Le vide Livia; anche confusamente, non poteva non vederle. Ma anche in lei soverchiava lo sdegno, infiammandole il sangue.

[pg!180] — Ricacciatele, dunque! — proruppe. — Avanti, terribil guerriero!

— Parla una donna; — rispose Filippo, con accento mutato; — e dirò in quella vece alla donna: Tutte le male cose che mi avete gettate in viso, ho voluto pensarle ancor io; e come le ho pensate, esagerandole molto, le ho dette; le ho dette, nella speranza di vincere con un eccesso di scrupoli la inconcepibile ostinazione di lui. Niente è servito. Tu non sei ricco, mi ha egli risposto; ma intanto ciò che possiedi basta a fronteggiare i due terzi della dote; meglio invigilato, amministrato a dovere da te, basterebbe a fronteggiarla tutta. Quella gran dote, finalmente, sarà investita in terreni, e tu non ne toccherai un centesimo. Non ti basta ancora, di averne le mani nette? Puoi chiedere che sia diminuita, lasciando che la sposa si costituisca il rimanente in sopraddote. Mi parli di quello che verrà poi? Il poi è lontano, e speriamo, da galantuomini, che sia lontanissimo. E non risguarda te, il poi; sarà della donna, non tuo. Questo, — soggiunse Filippo, — lo sapevo bene ancor io; non sapevo, piuttosto, non ho cercato di sapere come e fin dove fosse ricco il signor Cantelli, od altri al mondo, mai!

— Così, dunque, ti sei volentieri acquietato? — replicò la signora. — Ci s'acquieta bene, quando c'è l'interesse, non è vero?

— Non vi risponderò più; — disse Filippo.

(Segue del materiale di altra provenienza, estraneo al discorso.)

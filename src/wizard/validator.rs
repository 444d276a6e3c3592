//! Step Validator
//!
//! Pure admission predicates over the draft, one per step. Independently
//! testable without rendering anything; the UI surfaces the blocking fields
//! as hints, never as exceptions.

use std::fmt;

use rust_decimal::Decimal;

use super::draft::TransferDraft;
use super::state::WizardStep;

/// Draft fields a step can be blocked on
#[derive(Debug, Clone, Copy, PartialEq, Eq)]
pub enum DraftField {
    Category,
    Beneficiary,
    SourceAccount,
    Amount,
    Secret,
}

impl DraftField {
    pub fn as_str(&self) -> &'static str {
        match self {
            DraftField::Category => "category",
            DraftField::Beneficiary => "beneficiary",
            DraftField::SourceAccount => "source_account",
            DraftField::Amount => "amount",
            DraftField::Secret => "secret",
        }
    }
}

impl fmt::Display for DraftField {
    fn fmt(&self, f: &mut fmt::Formatter<'_>) -> fmt::Result {
        write!(f, "{}", self.as_str())
    }
}

/// Check whether `draft` satisfies `step`'s completion requirements.
///
/// Returns the blocking fields on rejection. The terminal step admits
/// nothing (the empty rejection).
pub fn check(step: WizardStep, draft: &TransferDraft) -> Result<(), Vec<DraftField>> {
    let mut blocking = Vec::new();

    match step {
        WizardStep::SelectType => {
            require_category(draft, &mut blocking);
        }
        WizardStep::SelectBeneficiary => {
            require_beneficiary(draft, &mut blocking);
        }
        WizardStep::EnterDetails => {
            require_details(draft, &mut blocking);
        }
        WizardStep::Review => {
            // Everything entered so far must still hold
            require_category(draft, &mut blocking);
            require_beneficiary(draft, &mut blocking);
            require_details(draft, &mut blocking);
        }
        WizardStep::Authorize => {
            require_category(draft, &mut blocking);
            require_beneficiary(draft, &mut blocking);
            require_details(draft, &mut blocking);
            if draft.authorization_secret.is_none() {
                blocking.push(DraftField::Secret);
            }
        }
        WizardStep::Terminal => return Err(blocking),
    }

    if blocking.is_empty() { Ok(()) } else { Err(blocking) }
}

/// `check` collapsed to a boolean, for UI enable/disable logic
#[inline]
pub fn can_advance(step: WizardStep, draft: &TransferDraft) -> bool {
    check(step, draft).is_ok()
}

fn require_category(draft: &TransferDraft, blocking: &mut Vec<DraftField>) {
    if draft.category.is_none() {
        blocking.push(DraftField::Category);
    }
}

fn require_beneficiary(draft: &TransferDraft, blocking: &mut Vec<DraftField>) {
    if draft.beneficiary.is_none() {
        blocking.push(DraftField::Beneficiary);
    }
}

fn require_details(draft: &TransferDraft, blocking: &mut Vec<DraftField>) {
    if draft.source_account_id.is_none() {
        blocking.push(DraftField::SourceAccount);
    }
    if !draft.amount.is_some_and(|a| a > Decimal::ZERO) {
        blocking.push(DraftField::Amount);
    }
}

— Ah, il gentiluomo s'inalbera! Bada, conte Aldini, mercante di blasoni, ciò che io posso fare ti costerebbe assai caro. Ancora una volta, ricuserai la puppattola?

[pg!181] — No; — rispose egli inflessibile.

— Guai a te, conte Aldini! — ruggì, più che non dicesse, la donna inviperita. — T'inganni, se pensi ch'io possa lasciarla passare così; t'inganni, t'inganni.

— E non lo penserò; — diss'egli di rimando. — Ma infine, perchè non metterlo prima, il vostro gran veto? Aspettate ora? —

Ella rizzò il capo, saettando Filippo d'uno sguardo viperino.